Le groupe EPH, contrôlé par l'oligarque tchèque Daniel Kretínský et son partenaire commercial slovaque Patrik Tkác, vient de s'adresser au marché financier international pour la première fois en l'espace de onze ans. L'opération s'est déroulée à Londres, au début du mois de novembre, après une tentative infructueuse au cours des semaines précédentes. Les tensions au Moyen-Orient et le resserrement de la politique monétaire intervenu le 14 septembre expliquent en partie ce retard. Il s'agissait d'une émission d'obligations de premier rang d'une valeur de 500 millions d'euros et d'une maturité de cinq ans. À cette occasion, l'énergéticien tchèque EPH, la société de Daniel Kretínský, n'a recueilli que 850 millions d'euros de demande de titres, alors qu'il en espérait bien plus.
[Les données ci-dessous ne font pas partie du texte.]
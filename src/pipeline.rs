//! Run orchestration for the discover / enrich / vibe-score modes.
//!
//! Discovery is sequential per source (rate limits dominate); enrichment
//! fans out inside the engine. Every mode honors an optional wall-clock
//! budget checked between coarse units of work, flushing buffered candidates
//! before returning. Per-run dedup state lives here and dies with the run.

use std::collections::HashSet;
use std::time::Instant;

use anyhow::Result;
use chrono::Utc;

use crate::bigquery::{default_dataset_queries, DatasetClient};
use crate::config::Config;
use crate::curated::{default_lists, CuratedClient};
use crate::enrich::{Enricher, BATCH_SIZE};
use crate::fetcher::{Deadline, HttpFetcher};
use crate::gemini::GeminiClient;
use crate::github::{default_code_queries, default_repo_queries, GitHubClient};
use crate::mentions::{aggregate, MentionClient};
use crate::persist::Persister;
use crate::registries::{default_npm_queries, default_pypi_queries, RegistryClient};
use crate::staging::StagingStore;
use crate::store::Store;
use crate::types::{ArtifactType, Candidate, EnrichStatus};

/// Which discoverers a discover run drives.
#[derive(Debug, Clone, Copy, PartialEq, Eq, clap::ValueEnum)]
pub enum Source {
    Github,
    Code,
    Npm,
    Pypi,
    Bigquery,
    Curated,
    All,
}

impl Source {
    fn includes(&self, other: Source) -> bool {
        *self == Source::All || *self == other
    }
}

/// Per-run counters printed at the end of every mode.
#[derive(Debug, Default)]
pub struct RunReport {
    pub discovered: usize,
    pub saved: usize,
    pub enriched: usize,
    pub scored: usize,
    pub failed: usize,
    pub skipped: usize,
    pub elapsed_secs: f64,
}

impl RunReport {
    pub fn print(&self) {
        eprintln!(
            "\x1b[32mok\x1b[0m discovered {} | saved {} | enriched {} | scored {} | failed {} | skipped {} ({:.1}s)",
            self.discovered,
            self.saved,
            self.enriched,
            self.scored,
            self.failed,
            self.skipped,
            self.elapsed_secs
        );
    }

    fn absorb(&mut self, other: RunReport) {
        self.discovered += other.discovered;
        self.saved += other.saved;
        self.enriched += other.enriched;
        self.scored += other.scored;
        self.failed += other.failed;
        self.skipped += other.skipped;
        self.elapsed_secs += other.elapsed_secs;
    }
}

pub struct Pipeline<'a> {
    config: &'a Config,
    fetcher: HttpFetcher,
    store: &'a dyn Store,
}

impl<'a> Pipeline<'a> {
    pub fn new(config: &'a Config, store: &'a dyn Store) -> Self {
        Self {
            config,
            fetcher: HttpFetcher::new(),
            store,
        }
    }

    /// Discover mode: drive the selected sources, stage everything found.
    pub async fn discover(
        &self,
        source: Source,
        kind: Option<ArtifactType>,
        limit: usize,
        budget_secs: Option<u64>,
    ) -> Result<RunReport> {
        let start = Instant::now();
        let deadline = Deadline::from_budget(budget_secs);
        let staging = StagingStore::new(self.store);
        let mut seen: HashSet<String> = HashSet::new();
        let mut report = RunReport::default();

        let github = GitHubClient::new(self.fetcher.clone(), self.config.github_token.clone());
        let registries = RegistryClient::new(self.fetcher.clone());
        let curated = CuratedClient::new(self.fetcher.clone());

        if source.includes(Source::Github) {
            for spec in default_repo_queries() {
                if deadline.expired() || report.discovered >= limit {
                    break;
                }
                if kind.is_some_and(|k| k != spec.hint) {
                    continue;
                }
                eprintln!("\x1b[36m..\x1b[0m repo search: {}", spec.query);
                let wave = github
                    .search_repos(&spec, limit - report.discovered, deadline, &mut seen)
                    .await?;
                self.flush(&staging, wave, limit, &mut report).await;
            }
        }

        if source.includes(Source::Code) && !deadline.expired() {
            for (query, hint) in default_code_queries() {
                if deadline.expired() || report.discovered >= limit {
                    break;
                }
                if kind.is_some_and(|k| k != hint) {
                    continue;
                }
                eprintln!("\x1b[36m..\x1b[0m code search: {}", query);
                let wave = github
                    .search_code(&query, hint, limit - report.discovered, deadline, &mut seen)
                    .await?;
                self.flush(&staging, wave, limit, &mut report).await;
            }
        }

        if source.includes(Source::Npm) && !deadline.expired() {
            for (term, hint) in default_npm_queries() {
                if deadline.expired() || report.discovered >= limit {
                    break;
                }
                if kind.is_some_and(|k| k != hint) {
                    continue;
                }
                eprintln!("\x1b[36m..\x1b[0m npm search: {}", term);
                let wave = registries
                    .search_npm(&term, hint, limit - report.discovered, deadline, &mut seen)
                    .await?;
                self.flush(&staging, wave, limit, &mut report).await;
            }
        }

        if source.includes(Source::Pypi) && !deadline.expired() {
            for (term, hint) in default_pypi_queries() {
                if deadline.expired() || report.discovered >= limit {
                    break;
                }
                if kind.is_some_and(|k| k != hint) {
                    continue;
                }
                eprintln!("\x1b[36m..\x1b[0m pypi search: {}", term);
                let wave = registries
                    .search_pypi(&term, hint, limit - report.discovered, deadline, &mut seen)
                    .await?;
                self.flush(&staging, wave, limit, &mut report).await;
            }
        }

        if source.includes(Source::Bigquery) && !deadline.expired() {
            match self.config.require_bigquery() {
                Ok((project, token)) => {
                    let dataset = DatasetClient::new(self.fetcher.clone(), project, token);
                    for (sql, hint) in default_dataset_queries() {
                        if deadline.expired() || report.discovered >= limit {
                            break;
                        }
                        if kind.is_some_and(|k| k != hint) {
                            continue;
                        }
                        eprintln!("\x1b[36m..\x1b[0m dataset search for {}", hint);
                        match dataset.search(&sql, hint, &mut seen).await {
                            Ok(wave) => self.flush(&staging, wave, limit, &mut report).await,
                            Err(e) => eprintln!("  \x1b[31mx\x1b[0m dataset search failed: {}", e),
                        }
                    }
                }
                Err(e) if source == Source::Bigquery => return Err(e),
                Err(_) => {
                    eprintln!("\x1b[33m..\x1b[0m dataset credentials missing, skipping source");
                }
            }
        }

        if source.includes(Source::Curated) && !deadline.expired() {
            for (list, hint) in default_lists() {
                if deadline.expired() || report.discovered >= limit {
                    break;
                }
                if kind.is_some_and(|k| k != hint) {
                    continue;
                }
                eprintln!("\x1b[36m..\x1b[0m curated list: {}", list);
                let wave = curated
                    .discover(&list, hint, limit - report.discovered, &mut seen)
                    .await?;
                self.flush(&staging, wave, limit, &mut report).await;
            }
        }

        report.elapsed_secs = start.elapsed().as_secs_f64();
        Ok(report)
    }

    /// Stage a discovery wave, clamping it so the run never exceeds `limit`
    /// even when a source hands back more than the remaining headroom.
    async fn flush(
        &self,
        staging: &StagingStore<'_>,
        mut wave: Vec<Candidate>,
        limit: usize,
        report: &mut RunReport,
    ) {
        wave.truncate(limit.saturating_sub(report.discovered));
        if wave.is_empty() {
            return;
        }
        report.discovered += wave.len();
        match staging.upsert(&wave).await {
            Ok(n) => report.saved += n,
            Err(e) => eprintln!("  \x1b[31mx\x1b[0m staging write failed: {}", e),
        }
    }

    /// Enrich mode: classify pending candidates wave by wave, persist
    /// artifacts, and record per-candidate outcomes in the staging store.
    pub async fn enrich(
        &self,
        kind: Option<ArtifactType>,
        limit: usize,
        budget_secs: Option<u64>,
    ) -> Result<RunReport> {
        let start = Instant::now();
        let deadline = Deadline::from_budget(budget_secs);
        let staging = StagingStore::new(self.store);
        let mut report = RunReport::default();

        let api_key = self.config.require_gemini()?;
        let gemini = GeminiClient::new(self.fetcher.clone(), api_key);
        let github = GitHubClient::new(self.fetcher.clone(), self.config.github_token.clone());
        let enricher = Enricher::new(&gemini, &github);
        let mut persister = Persister::new(self.store);

        let pending = staging.list_pending(kind, limit).await?;
        eprintln!("\x1b[36m..\x1b[0m {} candidates pending enrichment", pending.len());

        for wave in pending.chunks(BATCH_SIZE) {
            if deadline.expired() {
                eprintln!("\x1b[33m..\x1b[0m time budget reached, stopping between waves");
                break;
            }
            let outcomes = enricher.enrich_wave(wave.to_vec()).await;

            let now = Utc::now();
            let mut artifacts = Vec::new();
            for outcome in outcomes {
                match outcome.result {
                    Ok(fields) => {
                        artifacts.push(crate::persist::build_artifact(
                            &outcome.candidate,
                            &fields,
                            now,
                        ));
                    }
                    Err(reason) => {
                        let id = outcome.candidate.canonical_id();
                        eprintln!("  \x1b[31mx\x1b[0m {} - {}", id, reason);
                        match staging
                            .mark_result(&id, EnrichStatus::Failed, Some(&reason))
                            .await
                        {
                            Ok(EnrichStatus::Skipped) => report.skipped += 1,
                            Ok(_) => report.failed += 1,
                            Err(e) => {
                                eprintln!("  \x1b[31mx\x1b[0m {} outcome not recorded: {}", id, e);
                                report.failed += 1;
                            }
                        }
                    }
                }
            }
            report.enriched += persister.upsert_artifacts(&staging, &artifacts).await?;
        }

        report.elapsed_secs = start.elapsed().as_secs_f64();
        Ok(report)
    }

    /// Vibe-score mode: refresh mention signals and recompute scores for
    /// stored artifacts.
    pub async fn vibe_score(&self, limit: usize, budget_secs: Option<u64>) -> Result<RunReport> {
        let start = Instant::now();
        let deadline = Deadline::from_budget(budget_secs);
        let mut report = RunReport::default();

        let persister = Persister::new(self.store);
        let mentions = MentionClient::new(self.fetcher.clone());
        let registries = RegistryClient::new(self.fetcher.clone());

        let targets = persister.list_for_scoring(limit).await?;
        eprintln!("\x1b[36m..\x1b[0m scoring {} artifacts", targets.len());

        for target in targets {
            if deadline.expired() {
                eprintln!("\x1b[33m..\x1b[0m time budget reached, stopping between artifacts");
                break;
            }
            let collected = mentions.collect(&target.repo_id).await;
            if let Err(e) = persister.upsert_mentions(&collected).await {
                eprintln!("  \x1b[33m..\x1b[0m mentions for {} not saved: {}", target.repo_id, e);
            }
            let downloads = registries.weekly_downloads_for_repo(&target.name).await;
            let inputs = aggregate(&collected, downloads, Utc::now());
            match persister.update_scores(&target, &inputs, Utc::now()).await {
                Ok(vibe) => {
                    eprintln!("  {} vibe {}", target.repo_id, vibe.total);
                    report.scored += 1;
                }
                Err(e) => {
                    eprintln!("  \x1b[31mx\x1b[0m {} not scored: {}", target.repo_id, e);
                    report.failed += 1;
                }
            }
        }

        report.elapsed_secs = start.elapsed().as_secs_f64();
        Ok(report)
    }

    /// Combined mode: discover, enrich, then score, under one shared budget.
    /// Each phase gets whatever the previous phases left of it.
    pub async fn run(&self, limit: usize, budget_secs: Option<u64>) -> Result<RunReport> {
        let deadline = Deadline::from_budget(budget_secs);
        let mut report = self
            .discover(Source::All, None, limit, deadline.remaining_secs())
            .await?;
        if !deadline.expired() {
            report.absorb(self.enrich(None, limit, deadline.remaining_secs()).await?);
        }
        if !deadline.expired() {
            report.absorb(self.vibe_score(limit, deadline.remaining_secs()).await?);
        }
        Ok(report)
    }
}

#[cfg(test)]
mod tests {
    use super::*;
    use crate::store::memory::MemoryStore;

    fn empty_config() -> Config {
        Config {
            github_token: None,
            gemini_api_key: None,
            catalog_url: None,
            catalog_key: None,
            gcp_project: None,
            gcp_access_token: None,
        }
    }

    #[tokio::test]
    async fn test_flush_clamps_wave_to_run_limit() {
        // A source can hand back a whole page past the remaining headroom;
        // only the headroom's worth may be counted and staged.
        let config = empty_config();
        let store = MemoryStore::new();
        let pipeline = Pipeline::new(&config, &store);
        let staging = StagingStore::new(&store);
        let mut report = RunReport {
            discovered: 8,
            ..Default::default()
        };
        let wave: Vec<Candidate> = (0..5)
            .map(|i| Candidate::new(&format!("a/repo{}", i), ArtifactType::Skill))
            .collect();
        pipeline.flush(&staging, wave, 10, &mut report).await;
        assert_eq!(report.discovered, 10);
        assert_eq!(report.saved, 2);
        assert_eq!(store.rows(crate::staging::TABLE).len(), 2);
    }

    #[test]
    fn test_source_includes() {
        assert!(Source::All.includes(Source::Npm));
        assert!(Source::Npm.includes(Source::Npm));
        assert!(!Source::Npm.includes(Source::Pypi));
    }

    #[test]
    fn test_report_absorb() {
        let mut a = RunReport {
            discovered: 1,
            saved: 1,
            ..Default::default()
        };
        a.absorb(RunReport {
            discovered: 2,
            enriched: 3,
            ..Default::default()
        });
        assert_eq!(a.discovered, 3);
        assert_eq!(a.saved, 1);
        assert_eq!(a.enriched, 3);
    }
}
Dans ces conditions, le spread final de ce refinancement s'est établi à 350 points de base. Il faut dire qu'à cette occasion, Fitch Ratings a attribué à EPH la note BBB-. L'agence de notations a notamment estimé qu'il existait un risque de « personne-clé » lié au propriétaire final du groupe (i.e. Daniel Kretínský), qui pèse sur sa capacité d'endettement. La mauvaise image du groupe en matière de respect des normes ESG, du fait de son utilisation importante du charbon pour produire de l'électricité, a pu aussi réfréner l'appétit de certains investisseurs. Rappelons qu'à lui tout seul il rejette autant de CO2 dans l'air qu'un pays comme la Finlande. À ce jour, le passif net d'EPH s'élève à 5,1 milliards d'euros. Au cours des deux dernières années, le groupe s'est lancé dans une frénésie.